Поттер и Уизли, надо отдать им должное, были совершенно бесшумны и незаметны, Драко-Нотт и думать забыл об их существовании. Теперь каждый за себя — как эти двое собираются искать Нагайну и, главное, что с ней делать потом, его ни в коей мере не касалось. Его дело — Грейнджер. Только Грейнджер. Выдох. Как же сильно он нервничает, в самом деле! Где же искать ее теперь, маленькую пленницу Малфой-мэнора? Как всегда — в библиотеке? В гостевой спаленке на четвертом этаже? Образы недавнего прошлого против воли заполонили сознание, и Драко мысленно чертыхнулся. Не так уж и сложно, верно? Найти ее и сбежать (и не забыть бы потом еще про этих гриффиндорцев). Что может быть легче? Просто найти ее и прикоснуться, черт, этого уже будет достаточно для того, чтобы исчезнуть из этого места, которое больше не было и никогда не будет его домом. В прошлый раз он медлил, сомневался, она все сделала сама, схватила его за руку, и они трансгрессировали в разрушенный «Горбин», а потом, потом…

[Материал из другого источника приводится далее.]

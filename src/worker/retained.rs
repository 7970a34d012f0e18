use std::collections::{HashMap, VecDeque};
use std::sync::{Arc, Mutex, MutexGuard, PoisonError};

use log::{debug, warn};

use super::protocol::{Job, PinUpdate, RequestId, Response};
use crate::error::{EngineError, Result};
use crate::graph::Graph;

struct RetainedLayout {
    graph: Graph,
    width: f32,
    height: f32,
}

/// Finished layouts kept so later pin changes can relax them again without a re-send.
pub(crate) struct LayoutStore {
    capacity: usize,
    layouts: HashMap<RequestId, RetainedLayout>,
    order: VecDeque<RequestId>,
}

impl LayoutStore {
    pub(crate) fn new(capacity: usize) -> Self {
        Self {
            capacity,
            layouts: HashMap::new(),
            order: VecDeque::new(),
        }
    }

    /// Keeps the graph of a successful layout or resume job.
    pub(crate) fn remember(&mut self, id: RequestId, job: &Job, result: &Result<Response>) {
        if self.capacity == 0 {
            return;
        }
        let (width, height) = match job {
            Job::Layout { width, height, .. } | Job::Resume { width, height, .. } => {
                (*width, *height)
            }
            Job::Cluster { .. } | Job::Optimize { .. } => return,
        };
        let Ok(Response::Layout(layout)) = result else {
            return;
        };

        self.layouts.insert(
            id,
            RetainedLayout {
                graph: layout.graph.clone(),
                width,
                height,
            },
        );
        self.order.push_back(id);
        while self.order.len() > self.capacity {
            if let Some(evicted) = self.order.pop_front() {
                self.layouts.remove(&evicted);
                debug!("evicted retained layout {evicted}");
            }
        }
    }

    /// Records a pin change against a finished layout. Returns `false` if none is retained.
    pub(crate) fn record_pin(&mut self, id: RequestId, update: &PinUpdate) -> bool {
        let Some(layout) = self.layouts.get_mut(&id) else {
            return false;
        };
        if let Err(error) = update.apply_to(&mut layout.graph) {
            warn!("request {id}: ignoring pin change for {}: {error}", update.node());
        }
        true
    }

    /// Builds a job that continues layout `id` after applying `updates`.
    pub(crate) fn resume_job(&self, id: RequestId, updates: &[PinUpdate]) -> Result<Job> {
        let layout = self
            .layouts
            .get(&id)
            .ok_or(EngineError::UnknownLayout(id))?;
        let mut graph = layout.graph.clone();
        for update in updates {
            if let Err(error) = update.apply_to(&mut graph) {
                warn!("request {id}: ignoring pin change for {}: {error}", update.node());
            }
        }
        Ok(Job::Resume {
            graph,
            width: layout.width,
            height: layout.height,
        })
    }

    pub(crate) fn forget(&mut self, id: RequestId) -> bool {
        self.order.retain(|kept| *kept != id);
        self.layouts.remove(&id).is_some()
    }
}

pub(crate) type SharedLayouts = Arc<Mutex<LayoutStore>>;

pub(crate) fn lock(layouts: &SharedLayouts) -> MutexGuard<'_, LayoutStore> {
    layouts.lock().unwrap_or_else(PoisonError::into_inner)
}

#[cfg(test)]
mod tests {
    use emath::vec2;

    use super::*;
    use crate::engine::LayoutResult;
    use crate::graph::{Category, Node};

    fn layout_of(ids: &[&str]) -> (Job, Result<Response>) {
        let nodes = ids
            .iter()
            .map(|id| Node::new(*id, Category::Address))
            .collect::<Vec<_>>();
        let graph = Graph::from_parts(nodes, Vec::new()).0;
        let job = Job::Layout {
            graph: graph.clone(),
            width: 400.0,
            height: 300.0,
        };
        let result = Ok(Response::Layout(LayoutResult {
            graph,
            cluster_map: None,
            ticks: 1,
            settled: true,
        }));
        (job, result)
    }

    #[test]
    fn oldest_layouts_are_evicted() {
        let mut store = LayoutStore::new(2);
        for id in 1..=3 {
            let (job, result) = layout_of(&["a"]);
            store.remember(RequestId(id), &job, &result);
        }

        assert!(matches!(
            store.resume_job(RequestId(1), &[]),
            Err(EngineError::UnknownLayout(RequestId(1)))
        ));
        assert!(store.resume_job(RequestId(3), &[]).is_ok());
        assert!(store.forget(RequestId(2)));
        assert!(!store.forget(RequestId(2)));
    }

    #[test]
    fn recorded_pins_carry_into_resume() {
        let mut store = LayoutStore::new(4);
        let (job, result) = layout_of(&["a", "b"]);
        store.remember(RequestId(7), &job, &result);

        let pin = PinUpdate::Pin {
            node: "a".to_owned(),
            position: vec2(3.0, 4.0),
        };
        assert!(store.record_pin(RequestId(7), &pin));
        assert!(!store.record_pin(RequestId(8), &pin));

        let nan = PinUpdate::Pin {
            node: "b".to_owned(),
            position: vec2(f32::NAN, 0.0),
        };
        let Ok(Job::Resume { graph, width, .. }) = store.resume_job(RequestId(7), &[nan]) else {
            panic!("expected a resume job");
        };
        assert_eq!(width, 400.0);
        assert_eq!(graph.node("a").unwrap().fixed_x, Some(3.0));
        assert!(!graph.node("b").unwrap().is_pinned());
    }
}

Входная дверь отворилась бесшумно, пропустив «Теодора» в холл, и он на несколько мгновений замер, оглушенный. До одури странное чувство — вернуться сюда; знакомый, родной запах, а еще дурацкое ощущение, что лорд Волдеморт самолично нападет на вновь прибывшего из-за угла и уж точно не промахнется. Прислушался, стараясь уловить малейший шум, самый незаметный шорох. И ведь уловил же — кажется, над головой, в парадной столовой были открыты двери, и кто-то (кто в столь ранний час?) о чем-то едва слышно переговаривался. Может, это шорох сквозняка в пустынных коридорах? Или портреты, обсуждающие последние новости? Еще секунду назад медливший, Малфой — и откуда только такая решимость? — стремительно поднялся по знакомой лестнице, прошел по длинному коридору, по привычке кивая сиятельным предкам (Септимус Малфой даже привстал со своего кресла, удивленный вежливости незнакомого юноши), и мгновенно оказался у открытых дверей. Впрочем, заходить не спешил, решив сначала прислушаться.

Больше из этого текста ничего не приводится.